The first written records of the region were made by the Spanish conquistadors, who encountered Native American Pueblos when they explored the area in the 16th century. Since that time, the Spanish Empire, Mexico, and the United States (since 1787) have claimed control of the area.

The area was governed as New Mexico Territory until 1912, when it was admitted as a state. The relatively isolated state had an economy dependent on mining. Its residents and government suffered from a reputation for corruption and extreme traditionalism. New Mexico introduced the Atomic Age in 1945, as the first nuclear weapons were developed by the federal government in the research center it established at Los Alamos. Ethnically, New Mexico's population consists of a mixture of Native Americans, Hispanics, and Anglos.
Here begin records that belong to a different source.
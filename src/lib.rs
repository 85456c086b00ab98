//! Places - standard, OS-appropriate directories for applications.
//!
//! This crate resolves where an application should keep its configuration, data, cache and
//! runtime files, following the XDG Base Directory Specification on Unix-likes, the documented
//! environmental variables on Windows and `~/Library` on macOS.

pub mod dirs;
pub mod fs;
pub mod os;
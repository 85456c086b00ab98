use std::path::{Path, PathBuf};

use super::{BaseDirs, home};
use crate::os::env::Environment;

/// Base directories of macOS, fixed below `~/Library`.
#[derive(Debug, Clone, PartialEq, Eq)]
pub struct MacOs {
    config_bases: [PathBuf; 1],
    data_bases: [PathBuf; 1],
    cache_base: PathBuf,
}

impl MacOs {
    /// Derive `~/Library` paths from the home directory in `env`.
    pub fn new(env: &impl Environment) -> Self {
        let library = home(env).join("Library");
        Self {
            config_bases: [library.join("Preferences")],
            cache_base: library.join("Caches"),
            data_bases: [library],
        }
    }
}

impl BaseDirs for MacOs {
    fn config_bases(&self) -> &[PathBuf] {
        &self.config_bases
    }

    fn data_bases(&self) -> &[PathBuf] {
        &self.data_bases
    }

    fn cache_base(&self) -> Option<&Path> {
        Some(&self.cache_base)
    }

    fn runtime_base(&self) -> Option<&Path> {
        None
    }
}

#[cfg(test)]
mod tests {
    use super::*;
    use crate::dirs::testing::env;
    use claim::{assert_none, assert_some_eq};

    #[test]
    fn everything_lives_in_library() {
        let home = Path::new("/Users/u");
        let mac = MacOs::new(&env("Mac OS X", home, &[("XDG_CONFIG_HOME", "/ignored")]));
        assert_eq!(mac.config_bases(), [home.join("Library").join("Preferences")]);
        assert_eq!(mac.data_bases(), [home.join("Library")]);
        assert_some_eq!(mac.cache_base(), home.join("Library").join("Caches").as_path());
        assert_none!(mac.runtime_base());
    }
}
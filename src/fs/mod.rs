//! Filesystem utilities and extensions.
//!
//! Provides the [`PathExt`](path_ext::PathExt) extension trait for [`Path`](std::path::Path),
//! used to make sure application directories exist.

pub mod path_ext;

pub use path_ext::{MkdirOptions, PathExt};
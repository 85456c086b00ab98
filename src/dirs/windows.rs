//! Windows base directories.
//!
//! Windows makes no difference between configuration and data, so both share one list. The
//! layout of the user profile changed with Vista, hence two conventions.

use std::path::{Path, PathBuf};

use super::{BaseDirs, home, var_nonempty};
use crate::os::env::Environment;

const PROGRAM_FILES: &str = "C:\\Program Files";

/// `%key%`, or `fallback` if it is unset or empty.
fn var_or(env: &impl Environment, key: &str, fallback: impl FnOnce() -> PathBuf) -> PathBuf {
    var_nonempty(env, key)
        .map(PathBuf::from)
        .unwrap_or_else(fallback)
}

/// `%TEMP%`, deliberately without a fallback.
fn temp(env: &impl Environment) -> Option<PathBuf> {
    var_nonempty(env, "TEMP").map(PathBuf::from)
}

/// Base directories of Windows 2000, NT and XP.
#[derive(Debug, Clone, PartialEq, Eq)]
pub struct WindowsXp {
    bases: Vec<PathBuf>,
    temp: Option<PathBuf>,
}

impl WindowsXp {
    /// Read `%APPDATA%`, `%PROGRAMFILES%` and `%TEMP%` from `env`.
    pub fn new(env: &impl Environment) -> Self {
        let home = home(env);
        Self {
            bases: vec![
                var_or(env, "APPDATA", || home.join("AppData")),
                var_or(env, "PROGRAMFILES", || PathBuf::from(PROGRAM_FILES)),
            ],
            temp: temp(env),
        }
    }
}

/// Base directories of Windows Vista and later.
#[derive(Debug, Clone, PartialEq, Eq)]
pub struct WindowsVista {
    bases: Vec<PathBuf>,
    temp: Option<PathBuf>,
}

impl WindowsVista {
    /// Read `%APPDATA%`, `%LOCALAPPDATA%`, `%PROGRAMDATA%` and `%TEMP%` from `env`.
    pub fn new(env: &impl Environment) -> Self {
        let home = home(env);
        Self {
            bases: vec![
                var_or(env, "APPDATA", || home.join("AppData").join("Roaming")),
                var_or(env, "LOCALAPPDATA", || home.join("AppData")),
                var_or(env, "PROGRAMDATA", || PathBuf::from(PROGRAM_FILES)),
            ],
            temp: temp(env),
        }
    }
}

macro_rules! impl_windows_base_dirs {
    ($($ty:ty),* $(,)?) => {
        $(
            impl BaseDirs for $ty {
                fn config_bases(&self) -> &[PathBuf] {
                    &self.bases
                }

                fn data_bases(&self) -> &[PathBuf] {
                    &self.bases
                }

                fn cache_base(&self) -> Option<&Path> {
                    self.temp.as_deref()
                }

                // No separate convention for runtime files.
                fn runtime_base(&self) -> Option<&Path> {
                    self.temp.as_deref()
                }
            }
        )*
    };
}

impl_windows_base_dirs!(WindowsXp, WindowsVista);
//! XDG Base Directory Specification support.
//!
//! <https://specifications.freedesktop.org/basedir-spec/latest/>

use std::env::split_paths;
use std::path::{Path, PathBuf};

use super::{BaseDirs, Category, home, var_nonempty};
use crate::os::env::{Environment, TEMP_DIR};

/// System wide fallback for `$XDG_CONFIG_DIRS`.
const CONFIG_DIRS: &[&str] = &["/etc/xdg"];
/// System wide fallback for `$XDG_DATA_DIRS`.
const DATA_DIRS: &[&str] = &["/usr/local/share/", "/usr/share/"];

/// Base directories of Linux, the BSDs and other Unix-likes.
#[derive(Debug, Clone, PartialEq, Eq)]
pub struct Xdg {
    config_bases: Vec<PathBuf>,
    data_bases: Vec<PathBuf>,
    cache_base: PathBuf,
    runtime_base: PathBuf,
}

impl Xdg {
    /// Read `$XDG_*` variables from `env`.
    pub fn new(env: &impl Environment) -> Self {
        let home = home(env);
        let cache_base = var_nonempty(env, &format!("XDG_{}_HOME", Category::Cache.stem()))
            .map(PathBuf::from)
            .unwrap_or_else(|| home.join(Category::Cache.hidden_dir()));
        let runtime_base = var_nonempty(env, &format!("XDG_{}_DIR", Category::Runtime.stem()))
            .or_else(|| env.property(TEMP_DIR).filter(|dir| !dir.is_empty()))
            .map(PathBuf::from)
            .unwrap_or_else(|| home.join(Category::Runtime.hidden_dir()));
        Self {
            config_bases: search_path(env, &home, Category::Config, CONFIG_DIRS),
            data_bases: search_path(env, &home, Category::Data, DATA_DIRS),
            cache_base,
            runtime_base,
        }
    }
}

/// `$XDG_<category>_HOME` followed by `$XDG_<category>_DIRS`, without duplicates.
///
/// `defaults` stand in for an unset `$XDG_<category>_DIRS` only next to an explicit
/// `$XDG_<category>_HOME`. With neither set the result is `~/.<category>` alone, which is what
/// callers of a bare environment expect (e.g. `[~/.config]`, `[~/.data]`).
fn search_path(
    env: &impl Environment,
    home: &Path,
    category: Category,
    defaults: &[&str],
) -> Vec<PathBuf> {
    let mut bases = Vec::new();
    if let Some(user) = var_nonempty(env, &format!("XDG_{}_HOME", category.stem())) {
        bases.push(PathBuf::from(user));
    }

    let dirs: Vec<PathBuf> = match var_nonempty(env, &format!("XDG_{}_DIRS", category.stem())) {
        Some(dirs) => split_paths(&dirs).collect(),
        None if !bases.is_empty() => defaults.iter().map(PathBuf::from).collect(),
        None => Vec::new(),
    };
    for dir in dirs {
        if !dir.as_os_str().is_empty() && !bases.contains(&dir) {
            bases.push(dir);
        }
    }

    if bases.is_empty() {
        bases.push(home.join(category.hidden_dir()));
    }
    bases
}

impl BaseDirs for Xdg {
    fn config_bases(&self) -> &[PathBuf] {
        &self.config_bases
    }

    fn data_bases(&self) -> &[PathBuf] {
        &self.data_bases
    }

    fn cache_base(&self) -> Option<&Path> {
        Some(&self.cache_base)
    }

    fn runtime_base(&self) -> Option<&Path> {
        Some(&self.runtime_base)
    }
}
Native American settlements
Human occupation of New Mexico stretches back at least 11,000 years to the hunter-gatherer Clovis culture. They left evidence of their campsites and stone tools. After the invention of agriculture, the land was inhabited by the Ancestral Puebloans, who built houses out of stone or adobe bricks. They experienced a Golden Age around AD 1000, but climate change led to migration and cultural evolution. From those people arose the historic Pueblo peoples who lived primarily along the few major rivers. The most important rivers are the Rio Grande, the Pecos, the Canadian, the San Juan, and the Gila.

Pueblos
The Pueblo people built a flourishing sedentary culture in the 13th century A.D., constructing small towns in the valley of the Rio Grande and pueblos nearby. By about 700 to 900 AD, the Pueblo began to abandon ancient pit houses dug in cliffs and to construct rectangular rooms arranged in apartment-like structures. By 1050 AD, they had developed planned villages composed of large terraced buildings, each with many rooms. These apartment-house villages were often constructed on defensive sites- on ledges of massive rock, on flat summits, or on steep-sided mesas, locations that would afford the Anasazi protection from their Northern enemies. The largest of these villages, Pueblo Bonito, in the Chaco Canyon of New Mexico, contained around 700 rooms in five stories and may have housed as many as 1000 persons. No larger apartment-house type construction would be seen on the continent until 19th century Chicago and New York. Then, around 1150, Chaco Anasazi society began to unravel.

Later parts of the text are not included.